# To do
In the material below, the lines containing the word "InvalidHandle" are required; copy each of them.

# Input data
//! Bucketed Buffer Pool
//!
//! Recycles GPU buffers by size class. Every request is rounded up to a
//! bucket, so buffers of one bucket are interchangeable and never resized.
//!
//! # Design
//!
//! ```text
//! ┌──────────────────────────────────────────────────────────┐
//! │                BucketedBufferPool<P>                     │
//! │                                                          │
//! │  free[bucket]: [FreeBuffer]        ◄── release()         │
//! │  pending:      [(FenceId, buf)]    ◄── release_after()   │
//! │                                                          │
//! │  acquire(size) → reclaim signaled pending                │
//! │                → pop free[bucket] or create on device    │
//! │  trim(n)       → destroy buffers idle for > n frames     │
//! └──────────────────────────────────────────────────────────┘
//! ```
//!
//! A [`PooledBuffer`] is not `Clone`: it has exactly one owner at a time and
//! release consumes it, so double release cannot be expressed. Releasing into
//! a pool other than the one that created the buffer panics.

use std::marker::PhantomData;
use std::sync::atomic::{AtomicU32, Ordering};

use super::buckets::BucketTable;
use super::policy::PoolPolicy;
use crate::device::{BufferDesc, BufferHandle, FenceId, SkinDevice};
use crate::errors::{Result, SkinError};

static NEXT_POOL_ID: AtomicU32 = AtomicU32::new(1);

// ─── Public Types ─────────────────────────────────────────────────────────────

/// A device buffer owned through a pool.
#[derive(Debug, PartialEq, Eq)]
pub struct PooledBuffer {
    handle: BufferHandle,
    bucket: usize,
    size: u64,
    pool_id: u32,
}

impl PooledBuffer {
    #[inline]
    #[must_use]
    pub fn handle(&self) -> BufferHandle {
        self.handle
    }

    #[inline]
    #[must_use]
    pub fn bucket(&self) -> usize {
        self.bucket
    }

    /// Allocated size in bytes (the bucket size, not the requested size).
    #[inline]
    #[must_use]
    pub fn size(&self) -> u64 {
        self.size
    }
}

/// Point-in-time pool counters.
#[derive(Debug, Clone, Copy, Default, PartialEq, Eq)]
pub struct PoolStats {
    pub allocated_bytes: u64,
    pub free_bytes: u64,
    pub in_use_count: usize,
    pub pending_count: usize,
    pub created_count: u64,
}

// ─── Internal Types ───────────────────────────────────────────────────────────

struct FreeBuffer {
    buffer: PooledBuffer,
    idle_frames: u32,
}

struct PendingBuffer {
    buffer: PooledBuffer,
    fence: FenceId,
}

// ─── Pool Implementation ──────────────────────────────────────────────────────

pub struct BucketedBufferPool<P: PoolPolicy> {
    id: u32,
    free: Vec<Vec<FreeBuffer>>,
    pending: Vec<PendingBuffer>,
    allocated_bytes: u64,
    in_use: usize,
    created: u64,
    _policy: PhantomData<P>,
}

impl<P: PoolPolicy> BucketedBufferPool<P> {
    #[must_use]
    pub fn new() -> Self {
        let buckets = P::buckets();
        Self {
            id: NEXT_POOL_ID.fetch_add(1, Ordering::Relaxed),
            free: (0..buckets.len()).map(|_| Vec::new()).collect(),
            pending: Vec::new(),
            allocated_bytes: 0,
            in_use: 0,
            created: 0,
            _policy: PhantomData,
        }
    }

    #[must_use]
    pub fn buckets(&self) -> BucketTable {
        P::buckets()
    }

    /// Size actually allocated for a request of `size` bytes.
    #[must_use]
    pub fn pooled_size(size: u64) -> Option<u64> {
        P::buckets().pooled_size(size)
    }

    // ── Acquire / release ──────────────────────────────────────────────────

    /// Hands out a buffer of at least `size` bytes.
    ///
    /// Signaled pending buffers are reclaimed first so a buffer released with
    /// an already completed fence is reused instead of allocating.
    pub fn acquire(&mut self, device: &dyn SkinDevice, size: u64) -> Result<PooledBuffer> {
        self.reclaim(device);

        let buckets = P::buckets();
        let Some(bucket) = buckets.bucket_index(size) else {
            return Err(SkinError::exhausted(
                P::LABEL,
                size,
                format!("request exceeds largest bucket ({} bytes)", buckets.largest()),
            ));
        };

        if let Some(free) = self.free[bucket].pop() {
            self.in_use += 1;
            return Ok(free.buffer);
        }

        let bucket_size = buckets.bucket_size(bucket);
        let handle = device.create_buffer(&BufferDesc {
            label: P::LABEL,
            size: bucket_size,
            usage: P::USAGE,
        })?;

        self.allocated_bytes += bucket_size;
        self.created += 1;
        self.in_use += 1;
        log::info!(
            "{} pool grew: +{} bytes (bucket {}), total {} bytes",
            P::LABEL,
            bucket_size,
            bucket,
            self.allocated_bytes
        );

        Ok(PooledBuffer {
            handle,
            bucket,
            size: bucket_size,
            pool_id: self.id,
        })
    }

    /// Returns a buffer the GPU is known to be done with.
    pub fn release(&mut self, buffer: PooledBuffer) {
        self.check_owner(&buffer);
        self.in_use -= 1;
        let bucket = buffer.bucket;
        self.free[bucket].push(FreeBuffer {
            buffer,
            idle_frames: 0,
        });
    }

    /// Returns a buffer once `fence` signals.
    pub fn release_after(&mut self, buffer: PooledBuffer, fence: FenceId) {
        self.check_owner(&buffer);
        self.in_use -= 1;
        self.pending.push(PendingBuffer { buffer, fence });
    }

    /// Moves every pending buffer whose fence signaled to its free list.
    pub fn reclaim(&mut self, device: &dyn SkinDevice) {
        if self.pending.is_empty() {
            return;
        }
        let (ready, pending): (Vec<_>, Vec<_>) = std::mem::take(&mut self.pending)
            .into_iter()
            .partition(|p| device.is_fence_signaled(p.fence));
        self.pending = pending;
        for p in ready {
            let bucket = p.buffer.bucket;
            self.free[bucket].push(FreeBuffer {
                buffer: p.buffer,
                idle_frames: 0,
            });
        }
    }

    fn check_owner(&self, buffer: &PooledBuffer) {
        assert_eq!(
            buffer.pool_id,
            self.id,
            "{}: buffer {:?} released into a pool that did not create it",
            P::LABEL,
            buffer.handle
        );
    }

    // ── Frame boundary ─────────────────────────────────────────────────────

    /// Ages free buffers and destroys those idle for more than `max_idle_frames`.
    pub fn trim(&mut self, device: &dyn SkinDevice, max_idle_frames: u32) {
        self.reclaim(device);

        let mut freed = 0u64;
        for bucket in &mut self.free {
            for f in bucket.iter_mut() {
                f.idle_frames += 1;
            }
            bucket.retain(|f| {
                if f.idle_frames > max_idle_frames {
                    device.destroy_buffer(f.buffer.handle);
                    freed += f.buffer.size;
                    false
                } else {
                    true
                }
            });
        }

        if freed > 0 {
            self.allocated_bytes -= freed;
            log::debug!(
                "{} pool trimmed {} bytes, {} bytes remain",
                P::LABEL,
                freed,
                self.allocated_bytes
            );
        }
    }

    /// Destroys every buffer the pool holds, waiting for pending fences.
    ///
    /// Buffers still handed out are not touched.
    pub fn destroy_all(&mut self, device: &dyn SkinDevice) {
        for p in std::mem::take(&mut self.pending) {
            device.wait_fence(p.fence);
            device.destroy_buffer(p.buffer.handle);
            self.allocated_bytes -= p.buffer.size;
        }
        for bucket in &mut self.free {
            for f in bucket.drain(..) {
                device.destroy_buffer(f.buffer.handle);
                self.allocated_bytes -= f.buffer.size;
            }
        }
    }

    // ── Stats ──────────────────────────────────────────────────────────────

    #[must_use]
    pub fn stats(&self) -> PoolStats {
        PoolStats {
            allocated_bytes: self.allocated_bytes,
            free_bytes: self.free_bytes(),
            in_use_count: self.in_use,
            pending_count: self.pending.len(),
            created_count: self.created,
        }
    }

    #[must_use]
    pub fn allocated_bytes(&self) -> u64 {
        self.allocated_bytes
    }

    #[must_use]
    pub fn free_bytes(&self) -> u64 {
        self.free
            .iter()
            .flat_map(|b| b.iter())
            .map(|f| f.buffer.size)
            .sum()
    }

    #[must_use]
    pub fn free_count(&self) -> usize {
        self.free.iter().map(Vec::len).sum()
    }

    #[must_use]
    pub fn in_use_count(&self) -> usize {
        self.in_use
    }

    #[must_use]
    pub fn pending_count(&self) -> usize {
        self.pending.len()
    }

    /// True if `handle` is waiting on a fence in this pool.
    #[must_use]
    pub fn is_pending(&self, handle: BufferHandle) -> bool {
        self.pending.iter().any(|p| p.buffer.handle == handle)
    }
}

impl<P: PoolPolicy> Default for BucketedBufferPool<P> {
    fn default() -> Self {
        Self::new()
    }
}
--
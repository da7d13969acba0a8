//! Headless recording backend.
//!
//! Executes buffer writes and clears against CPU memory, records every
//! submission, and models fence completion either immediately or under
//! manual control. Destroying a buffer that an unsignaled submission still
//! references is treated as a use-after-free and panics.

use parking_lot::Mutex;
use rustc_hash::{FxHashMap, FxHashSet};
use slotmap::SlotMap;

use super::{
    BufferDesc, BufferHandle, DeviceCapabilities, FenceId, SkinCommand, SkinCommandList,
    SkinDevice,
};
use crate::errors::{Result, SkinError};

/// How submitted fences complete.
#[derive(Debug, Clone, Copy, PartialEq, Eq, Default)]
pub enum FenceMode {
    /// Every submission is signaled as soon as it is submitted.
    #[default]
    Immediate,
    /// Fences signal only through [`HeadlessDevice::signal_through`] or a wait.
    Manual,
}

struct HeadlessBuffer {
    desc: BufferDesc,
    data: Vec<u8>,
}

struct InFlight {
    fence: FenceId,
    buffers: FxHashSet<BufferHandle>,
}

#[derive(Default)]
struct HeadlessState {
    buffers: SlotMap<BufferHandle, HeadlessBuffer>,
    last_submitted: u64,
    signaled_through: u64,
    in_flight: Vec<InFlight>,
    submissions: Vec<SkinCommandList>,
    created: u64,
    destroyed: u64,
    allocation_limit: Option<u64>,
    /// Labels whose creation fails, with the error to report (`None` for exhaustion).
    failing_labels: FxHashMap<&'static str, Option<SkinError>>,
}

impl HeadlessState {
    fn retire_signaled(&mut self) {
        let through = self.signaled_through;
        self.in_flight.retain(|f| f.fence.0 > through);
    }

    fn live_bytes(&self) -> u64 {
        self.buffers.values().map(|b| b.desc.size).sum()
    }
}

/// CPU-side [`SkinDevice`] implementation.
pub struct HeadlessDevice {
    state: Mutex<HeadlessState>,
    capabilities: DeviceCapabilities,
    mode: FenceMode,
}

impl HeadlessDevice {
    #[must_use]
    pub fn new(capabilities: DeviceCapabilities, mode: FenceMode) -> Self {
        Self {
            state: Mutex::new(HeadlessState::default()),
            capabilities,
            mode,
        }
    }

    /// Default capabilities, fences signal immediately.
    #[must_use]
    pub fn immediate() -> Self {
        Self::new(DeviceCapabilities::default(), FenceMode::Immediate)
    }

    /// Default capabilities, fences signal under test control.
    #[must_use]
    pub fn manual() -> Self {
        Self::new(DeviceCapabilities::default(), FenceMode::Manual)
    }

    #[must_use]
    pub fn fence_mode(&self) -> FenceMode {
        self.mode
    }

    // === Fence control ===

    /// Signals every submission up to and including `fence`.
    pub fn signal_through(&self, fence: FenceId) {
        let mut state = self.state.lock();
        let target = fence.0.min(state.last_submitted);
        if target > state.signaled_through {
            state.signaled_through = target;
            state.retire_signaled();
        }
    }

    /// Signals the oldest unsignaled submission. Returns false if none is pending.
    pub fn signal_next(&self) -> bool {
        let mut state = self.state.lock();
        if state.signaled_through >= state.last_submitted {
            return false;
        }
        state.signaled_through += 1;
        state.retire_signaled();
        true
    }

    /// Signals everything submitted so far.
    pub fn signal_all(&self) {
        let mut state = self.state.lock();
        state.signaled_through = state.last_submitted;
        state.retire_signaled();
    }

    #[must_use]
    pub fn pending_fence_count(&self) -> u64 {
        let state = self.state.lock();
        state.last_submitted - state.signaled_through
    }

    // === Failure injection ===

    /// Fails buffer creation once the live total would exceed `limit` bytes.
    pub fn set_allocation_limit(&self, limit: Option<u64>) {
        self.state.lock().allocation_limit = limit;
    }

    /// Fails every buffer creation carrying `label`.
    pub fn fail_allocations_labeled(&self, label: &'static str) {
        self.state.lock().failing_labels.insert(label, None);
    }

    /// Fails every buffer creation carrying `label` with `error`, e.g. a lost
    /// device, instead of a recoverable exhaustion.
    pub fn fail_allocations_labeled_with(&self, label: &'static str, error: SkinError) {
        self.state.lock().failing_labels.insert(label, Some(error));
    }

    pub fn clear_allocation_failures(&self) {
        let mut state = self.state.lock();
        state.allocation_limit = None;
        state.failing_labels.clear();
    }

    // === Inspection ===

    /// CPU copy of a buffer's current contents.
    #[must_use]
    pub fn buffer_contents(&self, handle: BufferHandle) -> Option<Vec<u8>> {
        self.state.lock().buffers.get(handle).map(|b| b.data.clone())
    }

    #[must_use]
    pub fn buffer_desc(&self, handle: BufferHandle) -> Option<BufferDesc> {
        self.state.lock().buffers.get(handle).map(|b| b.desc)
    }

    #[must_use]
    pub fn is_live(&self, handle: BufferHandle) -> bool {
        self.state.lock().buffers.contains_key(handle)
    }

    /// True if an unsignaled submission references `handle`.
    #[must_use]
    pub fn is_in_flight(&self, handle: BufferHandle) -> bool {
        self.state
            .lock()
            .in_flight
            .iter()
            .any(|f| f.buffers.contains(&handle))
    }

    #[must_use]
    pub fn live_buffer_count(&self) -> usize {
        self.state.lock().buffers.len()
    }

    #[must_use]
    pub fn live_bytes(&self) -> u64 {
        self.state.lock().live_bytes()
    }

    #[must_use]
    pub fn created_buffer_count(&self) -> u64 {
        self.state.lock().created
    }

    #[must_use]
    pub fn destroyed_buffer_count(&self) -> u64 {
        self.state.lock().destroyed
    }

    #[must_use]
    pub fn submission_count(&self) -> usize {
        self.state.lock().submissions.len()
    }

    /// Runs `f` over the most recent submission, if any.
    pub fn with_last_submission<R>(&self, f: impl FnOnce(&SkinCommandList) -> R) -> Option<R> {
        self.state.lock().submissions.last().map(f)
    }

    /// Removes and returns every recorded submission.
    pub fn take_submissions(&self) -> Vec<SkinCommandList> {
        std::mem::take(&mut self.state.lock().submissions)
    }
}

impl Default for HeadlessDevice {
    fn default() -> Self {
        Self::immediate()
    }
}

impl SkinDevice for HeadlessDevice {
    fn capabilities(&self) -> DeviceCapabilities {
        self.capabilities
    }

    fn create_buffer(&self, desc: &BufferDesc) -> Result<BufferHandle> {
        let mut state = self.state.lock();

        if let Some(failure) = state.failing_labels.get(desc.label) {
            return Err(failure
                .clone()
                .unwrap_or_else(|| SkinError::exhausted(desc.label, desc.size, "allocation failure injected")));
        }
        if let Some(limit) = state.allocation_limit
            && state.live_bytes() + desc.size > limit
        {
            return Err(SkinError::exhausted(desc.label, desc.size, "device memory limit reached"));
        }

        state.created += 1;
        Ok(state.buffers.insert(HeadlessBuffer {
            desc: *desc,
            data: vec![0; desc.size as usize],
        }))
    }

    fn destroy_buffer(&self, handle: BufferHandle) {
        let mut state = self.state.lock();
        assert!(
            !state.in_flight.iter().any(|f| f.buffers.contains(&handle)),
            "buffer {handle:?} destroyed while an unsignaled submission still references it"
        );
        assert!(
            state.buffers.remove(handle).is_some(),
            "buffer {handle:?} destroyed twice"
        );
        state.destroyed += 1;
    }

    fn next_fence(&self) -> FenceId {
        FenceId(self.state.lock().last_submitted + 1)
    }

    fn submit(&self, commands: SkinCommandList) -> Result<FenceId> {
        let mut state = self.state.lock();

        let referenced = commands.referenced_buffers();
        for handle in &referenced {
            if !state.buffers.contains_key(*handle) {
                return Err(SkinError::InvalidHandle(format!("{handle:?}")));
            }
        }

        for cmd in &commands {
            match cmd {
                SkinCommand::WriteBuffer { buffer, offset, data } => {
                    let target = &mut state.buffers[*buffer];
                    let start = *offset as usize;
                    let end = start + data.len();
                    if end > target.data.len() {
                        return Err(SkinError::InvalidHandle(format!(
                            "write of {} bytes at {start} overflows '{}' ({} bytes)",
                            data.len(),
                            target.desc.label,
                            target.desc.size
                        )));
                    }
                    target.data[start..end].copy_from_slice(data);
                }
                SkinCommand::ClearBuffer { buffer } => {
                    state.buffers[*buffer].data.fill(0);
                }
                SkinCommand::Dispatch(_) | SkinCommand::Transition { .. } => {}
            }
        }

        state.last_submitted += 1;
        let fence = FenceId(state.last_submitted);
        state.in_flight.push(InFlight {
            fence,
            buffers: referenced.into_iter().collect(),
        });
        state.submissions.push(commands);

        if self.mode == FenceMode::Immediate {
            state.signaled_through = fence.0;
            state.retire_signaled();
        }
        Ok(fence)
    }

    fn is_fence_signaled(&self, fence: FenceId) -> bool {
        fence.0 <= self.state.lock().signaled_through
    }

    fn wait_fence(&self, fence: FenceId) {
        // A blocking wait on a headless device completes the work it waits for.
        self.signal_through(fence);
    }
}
--
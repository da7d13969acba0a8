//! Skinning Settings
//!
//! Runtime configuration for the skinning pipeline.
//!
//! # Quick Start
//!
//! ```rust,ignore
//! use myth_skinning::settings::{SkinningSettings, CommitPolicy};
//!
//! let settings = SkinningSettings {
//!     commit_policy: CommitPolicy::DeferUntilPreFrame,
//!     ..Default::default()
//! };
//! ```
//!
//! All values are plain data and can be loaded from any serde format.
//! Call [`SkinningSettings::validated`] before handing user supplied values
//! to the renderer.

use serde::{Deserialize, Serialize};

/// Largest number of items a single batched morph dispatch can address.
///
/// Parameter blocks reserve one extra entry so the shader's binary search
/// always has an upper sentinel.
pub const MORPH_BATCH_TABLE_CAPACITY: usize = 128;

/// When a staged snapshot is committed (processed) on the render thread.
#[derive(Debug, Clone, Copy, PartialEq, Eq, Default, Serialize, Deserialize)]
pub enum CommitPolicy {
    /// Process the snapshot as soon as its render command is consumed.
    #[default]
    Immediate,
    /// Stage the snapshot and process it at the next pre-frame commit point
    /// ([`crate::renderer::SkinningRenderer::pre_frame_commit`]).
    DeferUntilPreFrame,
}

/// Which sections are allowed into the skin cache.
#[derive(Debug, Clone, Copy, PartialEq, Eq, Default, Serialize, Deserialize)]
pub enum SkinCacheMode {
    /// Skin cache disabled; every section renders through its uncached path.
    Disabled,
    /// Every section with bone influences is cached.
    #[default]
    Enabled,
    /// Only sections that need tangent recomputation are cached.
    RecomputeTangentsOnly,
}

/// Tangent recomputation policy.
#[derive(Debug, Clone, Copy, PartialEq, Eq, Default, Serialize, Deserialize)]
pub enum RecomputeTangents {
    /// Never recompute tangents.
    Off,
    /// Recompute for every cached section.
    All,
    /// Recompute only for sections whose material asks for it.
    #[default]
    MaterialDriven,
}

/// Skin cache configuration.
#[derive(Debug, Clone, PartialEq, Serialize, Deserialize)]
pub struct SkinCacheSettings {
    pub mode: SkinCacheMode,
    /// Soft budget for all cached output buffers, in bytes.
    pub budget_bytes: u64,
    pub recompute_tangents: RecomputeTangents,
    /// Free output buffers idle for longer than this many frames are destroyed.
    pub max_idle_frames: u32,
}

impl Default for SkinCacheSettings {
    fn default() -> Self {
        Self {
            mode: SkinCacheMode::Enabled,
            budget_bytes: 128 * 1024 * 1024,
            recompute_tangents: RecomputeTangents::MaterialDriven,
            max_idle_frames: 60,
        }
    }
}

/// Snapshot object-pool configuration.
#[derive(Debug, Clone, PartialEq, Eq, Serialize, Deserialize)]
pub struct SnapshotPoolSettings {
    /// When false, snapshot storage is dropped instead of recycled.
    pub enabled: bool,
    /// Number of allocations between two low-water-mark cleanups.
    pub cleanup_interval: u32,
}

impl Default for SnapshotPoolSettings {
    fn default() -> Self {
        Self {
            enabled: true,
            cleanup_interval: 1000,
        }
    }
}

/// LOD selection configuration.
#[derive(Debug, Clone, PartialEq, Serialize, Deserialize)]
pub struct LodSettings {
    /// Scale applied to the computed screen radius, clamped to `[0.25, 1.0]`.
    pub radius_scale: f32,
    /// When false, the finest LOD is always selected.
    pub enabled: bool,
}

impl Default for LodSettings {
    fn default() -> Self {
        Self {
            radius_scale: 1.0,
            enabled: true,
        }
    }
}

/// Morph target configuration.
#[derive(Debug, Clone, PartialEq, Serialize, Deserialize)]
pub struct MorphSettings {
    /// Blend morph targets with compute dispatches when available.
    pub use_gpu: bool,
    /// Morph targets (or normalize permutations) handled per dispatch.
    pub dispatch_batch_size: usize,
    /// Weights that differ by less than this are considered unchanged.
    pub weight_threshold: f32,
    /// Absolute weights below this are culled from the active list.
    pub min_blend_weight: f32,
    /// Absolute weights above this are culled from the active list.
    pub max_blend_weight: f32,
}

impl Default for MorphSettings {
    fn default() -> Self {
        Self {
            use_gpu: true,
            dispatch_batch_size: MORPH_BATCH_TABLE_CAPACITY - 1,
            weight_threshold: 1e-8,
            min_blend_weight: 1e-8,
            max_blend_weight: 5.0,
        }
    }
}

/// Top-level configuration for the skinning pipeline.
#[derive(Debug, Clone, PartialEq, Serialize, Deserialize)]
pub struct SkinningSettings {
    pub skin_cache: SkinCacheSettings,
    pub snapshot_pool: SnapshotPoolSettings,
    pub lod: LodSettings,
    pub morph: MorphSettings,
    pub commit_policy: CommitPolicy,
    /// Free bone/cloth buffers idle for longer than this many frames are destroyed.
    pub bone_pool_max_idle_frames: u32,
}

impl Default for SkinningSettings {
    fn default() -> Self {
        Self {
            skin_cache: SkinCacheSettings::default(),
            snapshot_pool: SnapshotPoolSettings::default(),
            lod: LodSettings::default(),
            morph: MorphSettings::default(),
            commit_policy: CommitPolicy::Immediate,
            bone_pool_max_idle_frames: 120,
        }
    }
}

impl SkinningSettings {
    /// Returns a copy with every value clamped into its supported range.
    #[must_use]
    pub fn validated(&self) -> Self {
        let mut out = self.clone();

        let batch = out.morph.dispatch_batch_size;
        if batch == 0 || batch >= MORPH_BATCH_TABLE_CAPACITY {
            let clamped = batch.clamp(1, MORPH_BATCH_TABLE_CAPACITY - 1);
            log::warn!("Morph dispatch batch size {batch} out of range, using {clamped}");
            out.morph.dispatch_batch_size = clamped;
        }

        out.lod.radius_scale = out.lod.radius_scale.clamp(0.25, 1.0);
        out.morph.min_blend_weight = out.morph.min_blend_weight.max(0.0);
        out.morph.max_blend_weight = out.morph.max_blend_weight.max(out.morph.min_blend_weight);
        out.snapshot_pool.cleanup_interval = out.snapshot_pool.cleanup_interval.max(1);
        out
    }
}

# Response
                return Err(SkinError::InvalidHandle(format!("{handle:?}")));
                        return Err(SkinError::InvalidHandle(format!(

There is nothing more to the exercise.